Perkembangan lebih lanjut adalah penyebaran tanaman teh ke wilayah-wilayah lain di dunia. Pada tahun 593 masehi, segala pengetahuan tentang teh telah menyebar ke Jepang seiring dengan perkembangan budaya Cina serta penyebaran ajaran agama Budha. Pada awal pengenalan teh di Jepang, para pendeta menyebutnya sebagai “obat keramat” yang selanjutnya menjadi minuman yang sangat disukai dan disajikan dalam berbagai acara.
Cara-cara penyajian dan tata cara meminum teh telah menghasilkan bentuk seni yang berfungsi juga sebagai sarana ritual. Bahkan masyarakat Jepang sangat mengagungkan apa yang mereka namakan Cha no yu atau upacara minum teh.
Kebiasaan minum teh di kalangan orang Eropa diperkenalkan oleh para pendeta Jesuit yang datang ke Cina dan Jepang pada abad ke-16, dari tiga hidangan minuman yang dikenalkan di Eropa yaitu cacao, teh dan kopi. Untuk pertama kali cacao diperkenalkan di Eropa oleh bangsa Spanyol pada tahun 1528. Minuman teh dari Cina dibawa oleh bangsa Belanda kepada bangsa Eropa pada 1610, dan kira-kira lima tahun berselang pada 1615, pedagang-pedagang dari Venesia memperkenalkan kopi ke Eropa.
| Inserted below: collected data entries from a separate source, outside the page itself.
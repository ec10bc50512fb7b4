//! Object-graph traversal: paths, deduplication, groups, structural constraints.

use pretty_assertions::assert_eq;
use vigil_validator::prelude::*;
use vigil_validator::ErrorKind;

use crate::common::{Counter, Counting, NOT_BLANK, constraint, not_blank, only_valid, registry};

fn node_validator() -> Validator {
    let types = registry([TypeDescriptor::class("Node").field("name").field("next")]);
    let spec = Specification::builder()
        .class("Node", |c| {
            c.property("name", [constraint("NotBlank")])
                .property("next", [constraint("Valid")]);
        })
        .build()
        .unwrap();
    Validator::builder()
        .types(types)
        .specification(spec)
        .constraint("NotBlank", not_blank())
        .build()
}

// ============================================================================
// VIOLATION SHAPE
// ============================================================================

#[test]
fn failure_parameters_are_substituted_into_the_message() {
    struct Fixed;
    impl ConstraintValidator for Fixed {
        fn validate(
            &self,
            _value: &Value,
            _constraint: &std::sync::Arc<ConstraintSpecification>,
            _scope: &mut ConstraintScope<'_, '_>,
        ) -> Result<Outcome> {
            Ok(Failure::new("message: %param%")
                .with_parameter("%param%", "value")
                .into())
        }
    }

    let types = registry([TypeDescriptor::class("Author").field("firstName")]);
    let spec = Specification::builder()
        .class("Author", |c| {
            c.property("firstName", [constraint("Fixed")]);
        })
        .build()
        .unwrap();
    let validator = Validator::builder()
        .types(types)
        .specification(spec)
        .constraint("Fixed", Fixed)
        .build();

    let author = ObjectRef::new("Author").with_field("firstName", "Fabien");
    let violations = validator.validate_object(&author, &[]).unwrap();

    assert_eq!(violations.len(), 1);
    let violation = &violations[0];
    assert_eq!(violation.message, "message: value");
    assert_eq!(violation.message_template, "message: %param%");
    assert_eq!(violation.parameter("%param%"), Some("value"));
    assert_eq!(violation.property_path, "firstName");
    assert_eq!(violation.invalid_value, Value::from("Fabien"));
    assert_eq!(violation.root, Value::from(&author));
    assert_eq!(violation.constraint, "Fixed");
}

#[test]
fn message_option_overrides_the_plugin_template() {
    let types = registry([TypeDescriptor::class("Author").field("firstName")]);
    let spec = Specification::builder()
        .class("Author", |c| {
            c.property(
                "firstName",
                [constraint("OnlyValid").option("message", "Got %value% instead")],
            );
        })
        .build()
        .unwrap();
    let validator = Validator::builder()
        .types(types)
        .specification(spec)
        .constraint("OnlyValid", only_valid())
        .build();

    let author = ObjectRef::new("Author").with_field("firstName", "nope");
    let violations = validator.validate_object(&author, &[]).unwrap();
    assert_eq!(violations.messages(), vec!["Got nope instead"]);
}

// ============================================================================
// IDENTITY AND CYCLES
// ============================================================================

#[test]
fn cyclic_graphs_terminate_and_report_each_violation_once() {
    let validator = node_validator();
    let x = ObjectRef::new("Node").with_field("name", "");
    let y = ObjectRef::new("Node")
        .with_field("name", "")
        .with_field("next", &x);
    x.set("next", &y);

    let violations = validator.validate_object(&x, &[]).unwrap();

    let paths: Vec<_> = violations.iter().map(|v| v.property_path.as_str()).collect();
    assert_eq!(paths, vec!["name", "next.name"]);
}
Pada tahun 1635 minuman teh menjadi sajian yang disukai di lingkungan istana di negeri Belanda. Sementara itu di Inggris kebiasaan minum teh menjadi mode di lingkungan istana setelah kedatangan Catherine of Braganza, permaisuri Charles II, yang sangat menyukai minuman teh. Kira-kira pada pertengahan abad ke-17, teh dikenal di benua Amerika. Sesuai dengan tradisi minum teh yang dibawa dari negara asal dengan peralatan minum teh, mengakibatkan percepatan perkembangan industri-industri keramik di berbagai negara.
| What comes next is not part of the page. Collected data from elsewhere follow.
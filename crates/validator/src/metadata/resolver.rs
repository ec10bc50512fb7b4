//! Hierarchy merging and the per-class metadata cache.

use std::fmt;
use std::sync::Arc;

use dashmap::DashMap;
use indexmap::IndexMap;
use tracing::{debug, trace};

use super::class::{ClassMetadata, PropertyMetadata};
use super::loader::MetadataLoader;
use crate::config::ValidatorConfig;
use crate::error::{Result, ValidatorError};
use crate::group::{DEFAULT_GROUP, GroupRegistry};
use crate::plugin::ConstraintRegistry;
use crate::spec::{ClassBuilder, ClassSpecification, ConstraintSpecification};
use crate::types::{PropertyKind, TypeRegistry, simple_name};

type Layer = IndexMap<String, Arc<ConstraintSpecification>>;

#[derive(Default)]
struct PropertyDraft {
    kind: PropertyKind,
    merged: Layer,
    local: Layer,
}

/// Resolves and caches [`ClassMetadata`].
///
/// Declarations are gathered from every loader, then merged in this order:
/// superclasses (root-most first), the full interface set, and finally the
/// class itself. Within the merge, constraints are keyed by name, so a later
/// layer redeclaring a name replaces the earlier constraint in place.
///
/// Both caches are concurrent maps; resolving the same class from several
/// threads yields the same `Arc`.
pub struct MetadataResolver {
    types: Arc<TypeRegistry>,
    loaders: Vec<Arc<dyn MetadataLoader>>,
    plugins: Arc<ConstraintRegistry>,
    config: ValidatorConfig,
    groups: GroupRegistry,
    declared: DashMap<String, Arc<ClassSpecification>>,
    resolved: DashMap<String, Arc<ClassMetadata>>,
}

impl MetadataResolver {
    /// Creates a resolver. Group compositions are collected immediately.
    pub fn new(
        types: Arc<TypeRegistry>,
        loaders: Vec<Arc<dyn MetadataLoader>>,
        plugins: Arc<ConstraintRegistry>,
        config: ValidatorConfig,
    ) -> Self {
        let mut groups = GroupRegistry::new();
        for loader in &loaders {
            loader.load_group_metadata(&mut groups);
        }
        debug!(
            loaders = loaders.len(),
            groups = groups.len(),
            "metadata resolver initialized"
        );
        Self {
            types,
            loaders,
            plugins,
            config,
            groups,
            declared: DashMap::new(),
            resolved: DashMap::new(),
        }
    }

    /// Type registry used for hierarchy walks and property access.
    #[must_use]
    pub fn types(&self) -> &TypeRegistry {
        &self.types
    }

    /// Registered validator plugins.
    #[must_use]
    pub fn plugins(&self) -> &ConstraintRegistry {
        &self.plugins
    }

    /// Group compositions collected from the loaders.
    #[must_use]
    pub fn groups(&self) -> &GroupRegistry {
        &self.groups
    }

    /// Active configuration.
    #[must_use]
    pub fn config(&self) -> &ValidatorConfig {
        &self.config
    }

    /// Number of classes resolved so far.
    #[must_use]
    pub fn cached(&self) -> usize {
        self.resolved.len()
    }

    /// Resolves `class`, computing and caching its metadata on first use.
    pub fn resolve(&self, class: &str) -> Result<Arc<ClassMetadata>> {
        if let Some(cached) = self.resolved.get(class) {
            return Ok(Arc::clone(cached.value()));
        }

        let metadata = Arc::new(self.merge(class)?);
        debug!(
            class,
            constraints = metadata.constraints.len(),
            properties = metadata.properties.len(),
            sequence = metadata.group_sequence.is_some(),
            "resolved class metadata"
        );

        let entry = self.resolved.entry(class.to_owned()).or_insert(metadata);
        Ok(Arc::clone(entry.value()))
    }

    /// Declarations contributed by the loaders for `class` alone.
    pub fn declared(&self, class: &str) -> Result<Arc<ClassSpecification>> {
        if let Some(cached) = self.declared.get(class) {
            return Ok(Arc::clone(cached.value()));
        }

        let mut builder = ClassBuilder::new(class);
        let mut found = false;
        for loader in &self.loaders {
            found |= loader.load_class_metadata(&mut builder)?;
        }
        let spec = Arc::new(builder.build()?);
        trace!(class, found, "loaded class declarations");

        let entry = self.declared.entry(class.to_owned()).or_insert(spec);
        Ok(Arc::clone(entry.value()))
    }

    fn merge(&self, class: &str) -> Result<ClassMetadata> {
        let class = self.types.get(class)?.name();
        let implicit_group = self
            .config
            .implicit_class_groups
            .then(|| simple_name(class));
        let tag = |constraint: &Arc<ConstraintSpecification>| match implicit_group {
            Some(group) if constraint.has_group(DEFAULT_GROUP) && !constraint.has_group(group) => {
                Arc::new(constraint.with_group(group))
            }
            _ => Arc::clone(constraint),
        };

        let mut inherited = self.types.ancestors(class)?;
        inherited.extend(self.types.interfaces(class)?);

        let mut constraints = Layer::new();
        let mut local = Layer::new();
        let mut properties: IndexMap<String, PropertyDraft> = IndexMap::new();

        for layer in inherited {
            let spec = self.declared(layer)?;
            for constraint in spec.constraints() {
                constraints.insert(constraint.name().to_owned(), tag(constraint));
            }
            for (name, property) in spec.properties() {
                let draft = properties.entry(name.clone()).or_default();
                if property.kind() == PropertyKind::Getter {
                    draft.kind = PropertyKind::Getter;
                }
                for constraint in property.constraints() {
                    draft
                        .merged
                        .insert(constraint.name().to_owned(), tag(constraint));
                }
            }
        }

        let own = self.declared(class)?;
        for constraint in own.constraints() {
            let tagged = tag(constraint);
            constraints.insert(constraint.name().to_owned(), Arc::clone(&tagged));
            local.insert(constraint.name().to_owned(), tagged);
        }
        for (name, property) in own.properties() {
            let draft = properties.entry(name.clone()).or_default();
            if property.kind() == PropertyKind::Getter {
                draft.kind = PropertyKind::Getter;
            }
            for constraint in property.constraints() {
                let tagged = tag(constraint);
                draft
                    .merged
                    .insert(constraint.name().to_owned(), Arc::clone(&tagged));
                draft.local.insert(constraint.name().to_owned(), tagged);
            }
        }

        for constraint in constraints.values() {
            self.check_options(class, constraint)?;
        }
        let properties = properties
            .into_iter()
            .map(|(name, draft)| -> Result<(String, PropertyMetadata)> {
                for constraint in draft.merged.values() {
                    self.check_options(class, constraint)?;
                }
                let access = self.types.resolve_access(class, &name, draft.kind)?;
                let metadata = PropertyMetadata {
                    class: class.to_owned(),
                    name: name.clone(),
                    kind: draft.kind,
                    access,
                    constraints: draft.merged.into_values().collect(),
                    local: draft.local.into_values().collect(),
                };
                Ok((name, metadata))
            })
            .collect::<Result<IndexMap<_, _>>>()?;

        Ok(ClassMetadata {
            class: class.to_owned(),
            constraints: constraints.into_values().collect(),
            local: local.into_values().collect(),
            properties,
            group_sequence: own.group_sequence().map(<[String]>::to_vec),
        })
    }

    fn check_options(&self, class: &str, constraint: &ConstraintSpecification) -> Result<()> {
        if let Some(plugin) = self.plugins.get(constraint.name()) {
            let schema = plugin.options();
            let missing = schema.missing(constraint);
            if !missing.is_empty() {
                return Err(ValidatorError::MissingOptions {
                    constraint: constraint.name().to_owned(),
                    class: class.to_owned(),
                    options: missing,
                });
            }
            let unknown = schema.unknown(constraint);
            if !unknown.is_empty() {
                return Err(ValidatorError::InvalidOptions {
                    constraint: constraint.name().to_owned(),
                    class: class.to_owned(),
                    options: unknown,
                });
            }
        }
        for value in constraint.options().values() {
            for nested in value.as_constraints().unwrap_or_default() {
                self.check_options(class, nested)?;
            }
        }
        Ok(())
    }
}

impl fmt::Debug for MetadataResolver {
    fn fmt(&self, f: &mut fmt::Formatter<'_>) -> fmt::Result {
        f.debug_struct("MetadataResolver")
            .field("loaders", &self.loaders.len())
            .field("plugins", &self.plugins)
            .field("config", &self.config)
            .field("groups", &self.groups)
            .field("resolved", &self.resolved.len())
            .finish()
    }
}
Awal Penanaman Teh di Indonesia

Teh dengan nama latin Camellia Sinensis berasal dari daratan Cina, oleh orang-orang Belanda dan Inggris teh dibawa ke Jepang, Indonesia, Sri Lanka dan negara-negara lainnya. Data mengenai teh di Cina ternyata sudah ada ribuan tahun sebelum Kristus.
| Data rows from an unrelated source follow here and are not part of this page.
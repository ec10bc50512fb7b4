//! Structural constraints built into every [`ConstraintRegistry`].
//!
//! These are the constraints the traversal itself relies on: cascading into
//! referenced objects and applying nested constraints to collection elements.
//! Leaf constraints (not-blank, length, ...) are registered by the caller.
//!
//! [`ConstraintRegistry`]: crate::plugin::ConstraintRegistry

mod all;
mod any;
mod valid;

pub use all::All;
pub use any::Any;
pub use valid::Valid;

/// Name of the cascading constraint.
pub const VALID: &str = "Valid";
/// Name of the every-element constraint.
pub const ALL: &str = "All";
/// Name of the at-least-one-element constraint.
pub const ANY: &str = "Any";

/// Option holding the nested constraints of `All` and `Any`.
pub const CONSTRAINTS_OPTION: &str = "constraints";
/// Option holding the class or interface `Valid` expects.
pub const CLASS_OPTION: &str = "class";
Secara botanis ada dua jenis tanaman teh yang dikenal yaitu Thea Sinensis dan Thea Assamica. Beberapa data menyebutkan bahwa tanaman teh di Indonesia telah ada sejak 1684. Dalam sebuah buku yang berjudul All About Tea karya W.H. Ukers, menyebutkan bahwa pada tahun 1694 Andreas Cleyer telah mulai melakukan penanaman teh di Jawa dengan bibit yang diambil dari Jepang. Pada saat pertama kali diperkenalkan di Indonesia, tanaman teh hanya dikenal sebagai tanaman hias saja. Pada saat itu belum ada upaya untuk mengembangkannya sebagai tanaman perkebunan.
Valentijn, seorang pendeta dan penulis sejarah memberitakan bahwa pada tahun 1694 telah melihat pohon-pohon teh di kebun belakang bekas pesanggrahan Gubernur Jendral J. Camphuys di Jakarta. Tanaman inilah yang didatangkan pada tahun 1684. Pengembangan tanaman teh pada saat itu masih bersifat uji coba, hanya dipergunakan sebagai tanaman hias saja dan kurang ada relevansinya dengan tanaman perkebunan teh yang telah dilakukan sekarang.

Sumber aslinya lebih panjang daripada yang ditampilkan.